Regardless of their reasons for writing down these words, however, all of these men saw the study of swordsmanship as essential to life and death, but as transcendent of life and death as well. All of them taught that dealing with conflict could be a matter of art, grace and courage; and in this way, their words speak to us with surprising immediacy.

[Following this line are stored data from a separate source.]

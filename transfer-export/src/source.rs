//! Retry-wrapped gateway over the blockchain read API.
//!
//! [`ChainSource`] is the seam the fetcher and the orchestration loop
//! depend on; [`EthereumSource`] implements it over an alloy provider,
//! wrapping every call in the shared backoff policy. All calls are
//! idempotent reads.

use std::time::Duration;

use alloy::consensus::TxReceipt;
use alloy::primitives::{Address, B256};
use alloy::providers::Provider;
use alloy::rpc::types::{Filter, Log, TransactionReceipt};
use alloy::sol;
use alloy::sol_types::SolEvent;
use thiserror::Error;

use crate::retry::{RetryPolicy, with_retry};
use crate::types::{BlockRange, Direction, ReceiptFields, TransferLog};

sol! {
    /// ERC-20 `Transfer` event.
    #[derive(Debug)]
    event Transfer(address indexed from, address indexed to, uint256 value);
}

/// Errors surfaced by the RPC source.
#[derive(Debug, Error)]
pub enum SourceError {
    /// Network-level failure reported by the transport.
    #[error("transport error: {0}")]
    Transport(String),
    /// The request exceeded the configured timeout.
    #[error("request timed out")]
    Timeout,
    /// The receipt for a transaction is not (yet) known to the node.
    #[error("receipt not found for transaction {0:#x}")]
    ReceiptNotFound(B256),
    /// The block is not (yet) known to the node.
    #[error("block {0} not found")]
    BlockNotFound(u64),
    /// The response could not be converted into domain types.
    #[error("decoding response: {0}")]
    Decode(String),
}

impl SourceError {
    /// Whether the retry wrapper should attempt the call again.
    ///
    /// Missing receipts and blocks count as transient: the node may simply
    /// not have indexed them yet.
    #[must_use]
    pub const fn is_retryable(&self) -> bool {
        match self {
            Self::Transport(_) | Self::Timeout | Self::ReceiptNotFound(_) | Self::BlockNotFound(_) => {
                true
            }
            Self::Decode(_) => false,
        }
    }
}

/// Read-only view of the chain consumed by the pipeline.
pub trait ChainSource {
    /// Current chain-tip block number.
    fn chain_tip(&self) -> impl Future<Output = Result<u64, SourceError>>;

    /// Decoded `Transfer` logs for `wallet` in `range`, filtered on one
    /// indexed argument. `range` must respect the RPC per-call cap.
    fn transfer_logs(
        &self,
        wallet: Address,
        direction: Direction,
        range: BlockRange,
    ) -> impl Future<Output = Result<Vec<TransferLog>, SourceError>>;

    /// Unix timestamp of a block.
    fn block_timestamp(&self, number: u64) -> impl Future<Output = Result<u64, SourceError>>;

    /// Receipt for a transaction, or `None` when the node still reports it
    /// missing after all retries.
    fn transaction_receipt(
        &self,
        hash: B256,
    ) -> impl Future<Output = Result<Option<ReceiptFields>, SourceError>>;
}

/// [`ChainSource`] backed by an alloy HTTP provider.
#[derive(Debug)]
pub struct EthereumSource<P> {
    provider: P,
    contract: Address,
    policy: RetryPolicy,
    request_timeout: Duration,
    call_delay: Duration,
}

impl<P: Provider> EthereumSource<P> {
    /// Create a gateway for `contract` over `provider`.
    pub const fn new(
        provider: P,
        contract: Address,
        policy: RetryPolicy,
        request_timeout: Duration,
        call_delay: Duration,
    ) -> Self {
        Self {
            provider,
            contract,
            policy,
            request_timeout,
            call_delay,
        }
    }

    /// Apply the per-request timeout and map transport errors.
    async fn call<T>(
        &self,
        fut: impl Future<Output = Result<T, alloy::transports::TransportError>>,
    ) -> Result<T, SourceError> {
        match tokio::time::timeout(self.request_timeout, fut).await {
            Ok(result) => result.map_err(|e| SourceError::Transport(e.to_string())),
            Err(_) => Err(SourceError::Timeout),
        }
    }
}

impl<P: Provider> ChainSource for EthereumSource<P> {
    async fn chain_tip(&self) -> Result<u64, SourceError> {
        with_retry(&self.policy, "get_block_number", SourceError::is_retryable, || {
            self.call(async { self.provider.get_block_number().await })
        })
        .await
    }

    async fn transfer_logs(
        &self,
        wallet: Address,
        direction: Direction,
        range: BlockRange,
    ) -> Result<Vec<TransferLog>, SourceError> {
        // Fixed pacing delay before each log query to stay under the
        // endpoint's rate limit.
        tokio::time::sleep(self.call_delay).await;

        let filter = Filter::new()
            .address(self.contract)
            .event_signature(Transfer::SIGNATURE_HASH)
            .from_block(range.from)
            .to_block(range.to);
        let filter = match direction {
            Direction::Outgoing => filter.topic1(wallet.into_word()),
            Direction::Incoming => filter.topic2(wallet.into_word()),
        };

        let logs = with_retry(&self.policy, "get_logs", SourceError::is_retryable, || {
            self.call(async { self.provider.get_logs(&filter).await })
        })
        .await?;

        Ok(logs.iter().filter_map(decode_transfer).collect())
    }

    async fn block_timestamp(&self, number: u64) -> Result<u64, SourceError> {
        let block = with_retry(
            &self.policy,
            "get_block_by_number",
            SourceError::is_retryable,
            || async {
                self.call(async { self.provider.get_block_by_number(number.into()).await })
                    .await?
                    .ok_or(SourceError::BlockNotFound(number))
            },
        )
        .await?;
        Ok(block.header.timestamp)
    }

    async fn transaction_receipt(&self, hash: B256) -> Result<Option<ReceiptFields>, SourceError> {
        let result = with_retry(
            &self.policy,
            "get_transaction_receipt",
            SourceError::is_retryable,
            || async {
                self.call(async { self.provider.get_transaction_receipt(hash).await })
                    .await?
                    .ok_or(SourceError::ReceiptNotFound(hash))
            },
        )
        .await;

        match result {
            Ok(receipt) => Ok(Some(receipt_fields(&receipt)?)),
            // Not escalated: the log may reference a pruned or
            // not-yet-indexed transaction; the caller drops the record.
            Err(SourceError::ReceiptNotFound(_)) => Ok(None),
            Err(e) => Err(e),
        }
    }
}

/// Decode one raw log into a [`TransferLog`].
///
/// Logs with missing block metadata or an undecodable payload are skipped
/// with a warning; a single malformed log must not fail the query.
fn decode_transfer(log: &Log) -> Option<TransferLog> {
    let (Some(block_number), Some(transaction_hash)) = (log.block_number, log.transaction_hash)
    else {
        tracing::warn!(?log, "log without block metadata, skipping");
        return None;
    };

    match log.log_decode::<Transfer>() {
        Ok(decoded) => {
            let event = decoded.inner.data;
            Some(TransferLog {
                block_number,
                transaction_hash,
                from: event.from,
                to: event.to,
                value: event.value,
            })
        }
        Err(e) => {
            tracing::warn!(tx = %transaction_hash, error = %e, "undecodable Transfer log, skipping");
            None
        }
    }
}

/// Copy the receipt fields the export schema carries.
fn receipt_fields(receipt: &TransactionReceipt) -> Result<ReceiptFields, SourceError> {
    let logs_json =
        serde_json::to_string(receipt.inner.logs()).map_err(|e| SourceError::Decode(e.to_string()))?;

    Ok(ReceiptFields {
        block_hash: receipt.block_hash.unwrap_or_default(),
        block_number: receipt.block_number.unwrap_or_default(),
        contract_address: receipt.contract_address,
        cumulative_gas_used: receipt.inner.cumulative_gas_used(),
        effective_gas_price: receipt.effective_gas_price,
        from: receipt.from,
        gas_used: receipt.gas_used,
        status: receipt.status(),
        to: receipt.to,
        transaction_index: receipt.transaction_index.unwrap_or_default(),
        logs_bloom: receipt.inner.bloom(),
        logs_json,
    })
}

#[cfg(test)]
mod tests {
    use alloy::primitives::B256;

    use super::SourceError;

    #[test]
    fn retry_classification() {
        assert!(SourceError::Transport("reset".into()).is_retryable(), "transport is transient");
        assert!(SourceError::Timeout.is_retryable(), "timeout is transient");
        assert!(
            SourceError::ReceiptNotFound(B256::ZERO).is_retryable(),
            "missing receipt is retried before being downgraded"
        );
        assert!(SourceError::BlockNotFound(1).is_retryable(), "missing block is transient");
        assert!(!SourceError::Decode("bad".into()).is_retryable(), "decode errors are final");
    }
}
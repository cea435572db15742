//! Transfer export CLI.
//!
//! Archives ERC-20 `Transfer` events touching one watched wallet into
//! ClickHouse, resuming from the persisted checkpoint across restarts.
//!
//! # Usage
//!
//! ```bash
//! # Create the destination database and table
//! transfer-export init-schema --config config.toml
//!
//! # Run the export loop until interrupted
//! transfer-export run --config config.toml
//! ```

use std::path::{Path, PathBuf};
use std::sync::Arc;
use std::sync::atomic::{AtomicBool, Ordering};
use std::time::Duration;

use alloy::providers::{Provider, ProviderBuilder};
use anyhow::{Context, Result};
use clap::{Parser, Subcommand};
use transfer_export::config::Config;
use transfer_export::dump;
use transfer_export::pipeline::Pipeline;
use transfer_export::sink::{ClickHouseSink, EventSink};
use transfer_export::source::{ChainSource, EthereumSource};

/// Resumable token-transfer exporter.
#[derive(Debug, Parser)]
#[command(name = "transfer-export", version, about)]
struct Cli {
    #[command(subcommand)]
    command: Command,
}

/// Available subcommands.
#[derive(Debug, Subcommand)]
enum Command {
    /// Run the export loop until interrupted.
    Run {
        /// Path to the TOML configuration file.
        #[arg(long, default_value = "config.toml")]
        config: PathBuf,
    },

    /// Create the destination database and table, then exit.
    InitSchema {
        /// Path to the TOML configuration file.
        #[arg(long, default_value = "config.toml")]
        config: PathBuf,
    },

    /// Fetch one block range and write the events to a JSON file, then
    /// exit. Touches neither the checkpoint nor ClickHouse.
    DumpJson {
        /// Path to the TOML configuration file.
        #[arg(long, default_value = "config.toml")]
        config: PathBuf,

        /// First block to scan; defaults to 2000 blocks behind the end.
        #[arg(long)]
        from_block: Option<u64>,

        /// Last block to scan; defaults to the chain tip.
        #[arg(long)]
        to_block: Option<u64>,

        /// Output file.
        #[arg(long, default_value = "transfer-events.json")]
        output: PathBuf,
    },
}

#[tokio::main]
async fn main() -> Result<()> {
    // Initialize structured logging.
    tracing_subscriber::fmt()
        .with_env_filter(
            tracing_subscriber::EnvFilter::try_from_default_env()
                .unwrap_or_else(|_| tracing_subscriber::EnvFilter::new("info")),
        )
        .with_target(false)
        .init();

    let cli = Cli::parse();

    match cli.command {
        Command::Run { config } => cmd_run(&config).await,
        Command::InitSchema { config } => cmd_init_schema(&config).await,
        Command::DumpJson {
            config,
            from_block,
            to_block,
            output,
        } => cmd_dump_json(&config, from_block, to_block, &output).await,
    }
}

/// Build the retry-wrapped RPC gateway from configuration.
fn build_source(config: &Config) -> Result<EthereumSource<impl Provider + use<>>> {
    let provider = ProviderBuilder::new().connect_http(
        config
            .rpc
            .url
            .parse()
            .with_context(|| format!("invalid RPC URL: {}", config.rpc.url))?,
    );
    Ok(EthereumSource::new(
        provider,
        config.contract_address,
        config.retry,
        Duration::from_secs(config.rpc.request_timeout_secs),
        Duration::from_millis(config.rpc.call_delay_ms),
    ))
}

/// Execute the `run` subcommand.
async fn cmd_run(path: &Path) -> Result<()> {
    let config = Config::load(path)?;

    let source = build_source(&config)?;
    let sink = ClickHouseSink::connect(&config.clickhouse);

    tracing::info!(
        wallet = %config.wallet_address,
        contract = %config.contract_address,
        rpc = %config.rpc.url,
        table = %config.clickhouse.table,
        "starting export"
    );

    // Graceful shutdown: finish the current iteration, do not re-arm.
    let shutdown = Arc::new(AtomicBool::new(false));
    {
        let shutdown = Arc::clone(&shutdown);
        tokio::spawn(async move {
            if tokio::signal::ctrl_c().await.is_ok() {
                tracing::info!("shutdown requested, finishing current iteration");
                shutdown.store(true, Ordering::SeqCst);
            }
        });
    }

    let pipeline = Pipeline::new(source, sink, config);
    let checkpoint = pipeline.bootstrap().await?;
    pipeline.run(checkpoint, &shutdown).await
}

/// Execute the `init-schema` subcommand.
async fn cmd_init_schema(path: &Path) -> Result<()> {
    let config = Config::load(path)?;
    let sink = ClickHouseSink::connect(&config.clickhouse);
    sink.ensure_schema().await?;
    tracing::info!(
        database = %config.clickhouse.database,
        table = %config.clickhouse.table,
        "schema initialized"
    );
    Ok(())
}

/// Execute the `dump-json` subcommand.
async fn cmd_dump_json(
    path: &Path,
    from_block: Option<u64>,
    to_block: Option<u64>,
    output: &Path,
) -> Result<()> {
    let config = Config::load(path)?;
    let source = build_source(&config)?;

    let tip = source.chain_tip().await?;
    let range = dump::resolve_range(tip, from_block, to_block);
    tracing::info!(
        wallet = %config.wallet_address,
        from = range.from,
        to = range.to,
        tip,
        "dumping range"
    );

    let count = dump::write_events(&source, &config, range, output).await?;
    tracing::info!(events = count, output = %output.display(), "dump complete");
    Ok(())
}
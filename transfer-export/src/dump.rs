//! One-shot export of a block range to a JSON file.
//!
//! Spot-check companion to the streaming pipeline: fetches one bounded
//! range through the regular fetcher and writes the enriched events,
//! preceded by a small metadata header, as pretty-printed JSON. Touches
//! neither the checkpoint nor the sink.

use std::path::Path;
use std::time::{Duration, SystemTime, UNIX_EPOCH};

use alloy::primitives::Address;
use anyhow::{Context, Result};
use serde::Serialize;

use crate::config::Config;
use crate::fetcher::EventFetcher;
use crate::source::ChainSource;
use crate::types::{BlockRange, TransferEvent};

/// Blocks scanned when no explicit start block is given.
const DEFAULT_LOOKBACK: u64 = 2_000;

/// Header describing one dump.
#[derive(Debug, Serialize)]
struct Metadata {
    total_events: usize,
    wallet_address: Address,
    contract_address: Address,
    from_block: u64,
    to_block: u64,
    /// Unix timestamp (seconds) of the export.
    exported_at: u64,
}

/// On-disk document layout.
#[derive(Debug, Serialize)]
struct Document {
    metadata: Metadata,
    events: Vec<TransferEvent>,
}

/// Resolve the requested bounds against the chain tip.
///
/// Bounds past the tip are clamped to it; a missing start defaults to
/// [`DEFAULT_LOOKBACK`] blocks behind the resolved end, saturating at
/// genesis.
#[must_use]
pub fn resolve_range(tip: u64, from: Option<u64>, to: Option<u64>) -> BlockRange {
    let to = to.unwrap_or(tip).min(tip);
    let from = from.unwrap_or_else(|| to.saturating_sub(DEFAULT_LOOKBACK)).min(to);
    BlockRange::new(from, to)
}

/// Fetch `range` once and write the events to `path`.
///
/// Returns the number of exported events.
///
/// # Errors
///
/// Returns an error if a log query fails after all retries, or if the
/// document cannot be serialized or written.
pub async fn write_events<S: ChainSource>(
    source: &S,
    config: &Config,
    range: BlockRange,
    path: &Path,
) -> Result<usize> {
    let fetcher = EventFetcher::new(
        source,
        config.wallet_address,
        config.rpc.max_blocks_per_query,
        Duration::from_millis(config.rpc.window_delay_ms),
    );
    let events = fetcher.fetch(range).await.context("fetching events for dump")?;

    let document = Document {
        metadata: Metadata {
            total_events: events.len(),
            wallet_address: config.wallet_address,
            contract_address: config.contract_address,
            from_block: range.from,
            to_block: range.to,
            exported_at: SystemTime::now()
                .duration_since(UNIX_EPOCH)
                .unwrap_or_default()
                .as_secs(),
        },
        events,
    };

    let json = serde_json::to_vec_pretty(&document).context("serializing dump")?;
    std::fs::write(path, json).with_context(|| format!("writing {}", path.display()))?;

    let count = document.metadata.total_events;
    tracing::info!(events = count, path = %path.display(), "wrote JSON dump");
    Ok(count)
}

It has been my extreme good fortune to have had the opportunity to work on these materials for nearly thirty years. At times, the work has gone unexpectedly smoothly; at times, I have nearly pulled out what is left of my hair in frustration. But each and every book has been, again, a remarkable opportunity, and has always made me sit up a little straighter in my chair as I worked. Moreover, any translator, I think, will agree that, in working with a writer’s original choice of words, phrasing, quirks of style, and even what has not been said, the translator is given the fortuitous chance to know more intimately – not only what has been written – but a good deal of the writer himself. In this way, the work has involved the meeting with a number of remarkable men.
But a work does not stop with the completion of the translation, and a book is not produced with the last closing of a dictionary. Thus, I owe an enormous debt of gratitude to the many people who have labored so hard to put these translations into print, or who have encouraged me along the way when the goings got rough. To my former editors at Kodansha International who initially welcomed me on board, Homer Neal, Kuramochi Tetsuo, Barry Lancet, Elizabeth Floyd and Ginny Tapley; to my ever-patient and tireless editors at Shambhala Publishing, Beth Frankl and John Golebiewski; to my friends and morale providers, Thomas Levidiotis, Ichikawa Takashi, Kate Barnes, Gary Haskins, Jim Brems, John Siscoe, Jack Whisler, Dr. Laura Nenzi, Dr. Daniel Medvedov, Dr. Justin Newman and Robin D. Gill to name only a few; to Frank Nieves Sensei, who demonstrates in the dojo what cannot be written in books, and to all my sempai at the at the South Florida Kendo Club; to my wife, muse and wordsmith, Emily; and to my late professors, Hiraga Noburu and Dr. Richard McKinnon, whose humor, erudition and encouragement can never be repaid.
Although it is the translator’s name that goes on the cover when a book is finally published, it is certainly not his work alone. Any and all mistakes, however, are my own.